TASK PROMPT -
Copy out the lines of the records below, and only those lines, from the one with "use crate::engine::RandomSource;" through the one with "impl RandomSource for DeterministicRng", exactly as they appear.
[DATA FOR REVIEW — start]
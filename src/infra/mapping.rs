use crate::api::dto::{CardDto, GameViewDto, ParticipantDto, ParticipantResultDto, RoundOutcomeDto};
use crate::domain::card::Card;
use crate::domain::game::{GameState, GameVariant};
use crate::engine::RoundOutcome;

/// Картинка для участника без карты.
pub const CARD_BACK_ASSET: &str = "card_back";

/// Имя картинки карты для экрана конкретного варианта.
///
/// LuckyDraw исторически грузит `image_index + 1` ("2".."53"),
/// Showdown — сам `image_index` ("1".."52"). Менять нельзя: на эти
/// имена завязаны ассеты.
pub fn card_asset_name(variant: GameVariant, card: &Card) -> String {
    let idx = card.image_index() as u32;
    match variant {
        GameVariant::LuckyDraw => (idx + 1).to_string(),
        GameVariant::Showdown => idx.to_string(),
    }
}

/// То же, но с рубашкой для пустого слота.
pub fn asset_name_for(variant: GameVariant, card: Option<&Card>) -> String {
    match card {
        Some(c) => card_asset_name(variant, c),
        None => CARD_BACK_ASSET.to_string(),
    }
}

pub fn map_card(variant: GameVariant, card: &Card) -> CardDto {
    CardDto {
        code: card.to_string(),
        image_index: card.image_index(),
        asset: card_asset_name(variant, card),
    }
}

/// Снимок игры -> DTO для экрана.
pub fn map_game_to_dto(state: &GameState) -> GameViewDto {
    let variant = state.config.variant;
    let slots = variant.cards_per_participant();

    let participants = state
        .participants
        .iter()
        .map(|p| ParticipantDto {
            participant_id: p.id,
            display_name: p.name.clone(),
            balance: p.balance,
            cards: p.cards.iter().map(|c| map_card(variant, c)).collect(),
            card_assets: (0..slots)
                .map(|i| asset_name_for(variant, p.cards.get(i)))
                .collect(),
        })
        .collect();

    GameViewDto {
        variant,
        pot: state.pot,
        rounds_played: state.rounds_played,
        participants,
    }
}

/// Итог раунда -> DTO.
pub fn map_outcome_to_dto(outcome: &RoundOutcome) -> RoundOutcomeDto {
    RoundOutcomeDto {
        round_id: outcome.round_id,
        winner_id: outcome.winner_id,
        winner_name: outcome.winner_name.clone(),
        pot_awarded: outcome.pot_awarded,
        message: outcome.announcement(),
        results: outcome
            .results
            .iter()
            .map(|r| ParticipantResultDto {
                participant_id: r.participant_id,
                display_name: r.name.clone(),
                cards: r.cards.iter().map(|c| map_card(outcome.variant, c)).collect(),
                category: r.category,
                balance_after: r.balance_after,
                is_winner: r.is_winner,
            })
            .collect(),
    }
}
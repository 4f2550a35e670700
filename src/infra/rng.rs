use rand::rngs::StdRng;
use rand::seq::SliceRandom;
use rand::{thread_rng, SeedableRng};

use crate::engine::RandomSource;

/// Системный RNG (thread_rng). Для реальной игры.
#[derive(Clone, Debug, Default)]
pub struct SystemRng;

impl RandomSource for SystemRng {
    fn shuffle<T>(&mut self, slice: &mut [T]) {
        slice.shuffle(&mut thread_rng());
    }
}

/// Детерминированный RNG для тестов и реплея.
/// Позволяет воспроизводить одни и те же раунды при одинаковом seed.
#[derive(Clone, Debug)]
pub struct DeterministicRng {
    inner: StdRng,
}

impl DeterministicRng {
    pub fn from_seed(seed: u64) -> Self {
        Self {
            inner: StdRng::seed_from_u64(seed),
        }
    }
}

impl RandomSource for DeterministicRng {
    fn shuffle<T>(&mut self, slice: &mut [T]) {
        slice.shuffle(&mut self.inner);
    }
}

/// RNG, который ничего не перемешивает: колода остаётся в каноническом
/// порядке. Нужен для сценариев с заранее известной раздачей.
#[derive(Clone, Debug, Default)]
pub struct NoShuffle;

impl RandomSource for NoShuffle {
    fn shuffle<T>(&mut self, _slice: &mut [T]) {}
}
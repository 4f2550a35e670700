use serde::{Deserialize, Serialize};

use crate::domain::chips::Chips;
use crate::domain::game::GameState;
use crate::domain::ParticipantId;
use crate::infra::mapping::map_game_to_dto;

use super::dto::GameViewDto;

/// Запросы "только чтение".
#[derive(Clone, Debug, Serialize, Deserialize)]
pub enum Query {
    /// Полное состояние экрана.
    GetGame,

    /// Только балансы (по стабильным id).
    GetBalances,
}

/// Результат запроса "только чтение".
#[derive(Clone, Debug, Serialize, Deserialize, PartialEq, Eq)]
pub enum QueryResponse {
    Game(GameViewDto),
    Balances(Vec<(ParticipantId, Chips)>),
}

pub fn run_query(state: &GameState, query: &Query) -> QueryResponse {
    match query {
        Query::GetGame => QueryResponse::Game(map_game_to_dto(state)),
        Query::GetBalances => QueryResponse::Balances(state.balances()),
    }
}
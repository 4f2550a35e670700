use core::fmt;

use serde::{Deserialize, Serialize};

use crate::domain::card::Rank;
use crate::domain::hand::HandCategory;

/// Полная оценка трёхкарточной руки.
///
/// `category` — то, что участвует в сравнении. Флаги флеша/стрита
/// оставлены для отображения: в сравнении они уже свёрнуты в
/// `ThreeOfAKind`.
#[derive(Clone, Copy, Debug, Serialize, Deserialize, PartialEq, Eq)]
pub struct HandEvaluation {
    pub category: HandCategory,
    pub is_flush: bool,
    pub is_straight: bool,
    pub high_card: Rank,
}

impl HandEvaluation {
    pub fn is_straight_flush(&self) -> bool {
        self.is_flush && self.is_straight
    }
}

impl fmt::Display for HandCategory {
    fn fmt(&self, f: &mut fmt::Formatter<'_>) -> fmt::Result {
        let s = match self {
            HandCategory::HighCard => "High card",
            HandCategory::Pair => "Pair",
            HandCategory::ThreeOfAKind => "Three of a kind",
        };
        write!(f, "{s}")
    }
}

/// Человеческое описание руки, с пометкой, за счёт чего получена категория.
pub fn describe_hand(eval: &HandEvaluation) -> String {
    let via = if eval.is_straight_flush() {
        Some("straight flush")
    } else if eval.is_flush {
        Some("flush")
    } else if eval.is_straight {
        Some("straight")
    } else {
        None
    };

    match via {
        Some(v) => format!("{} ({v}), high {}", eval.category, eval.high_card),
        None => format!("{}, high {}", eval.category, eval.high_card),
    }
}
[DATA FOR REVIEW — finish]
RESULT OF THE EXERCISE -
use crate::engine::RandomSource;

/// Системный RNG (thread_rng). Для реальной игры.
#[derive(Clone, Debug, Default)]
pub struct SystemRng;

impl RandomSource for SystemRng {
    fn shuffle<T>(&mut self, slice: &mut [T]) {
        slice.shuffle(&mut thread_rng());
    }
}

/// Детерминированный RNG для тестов и реплея.
/// Позволяет воспроизводить одни и те же раунды при одинаковом seed.
#[derive(Clone, Debug)]
pub struct DeterministicRng {
    inner: StdRng,
}

impl DeterministicRng {
    pub fn from_seed(seed: u64) -> Self {
        Self {
            inner: StdRng::seed_from_u64(seed),
        }
    }
}

impl RandomSource for DeterministicRng {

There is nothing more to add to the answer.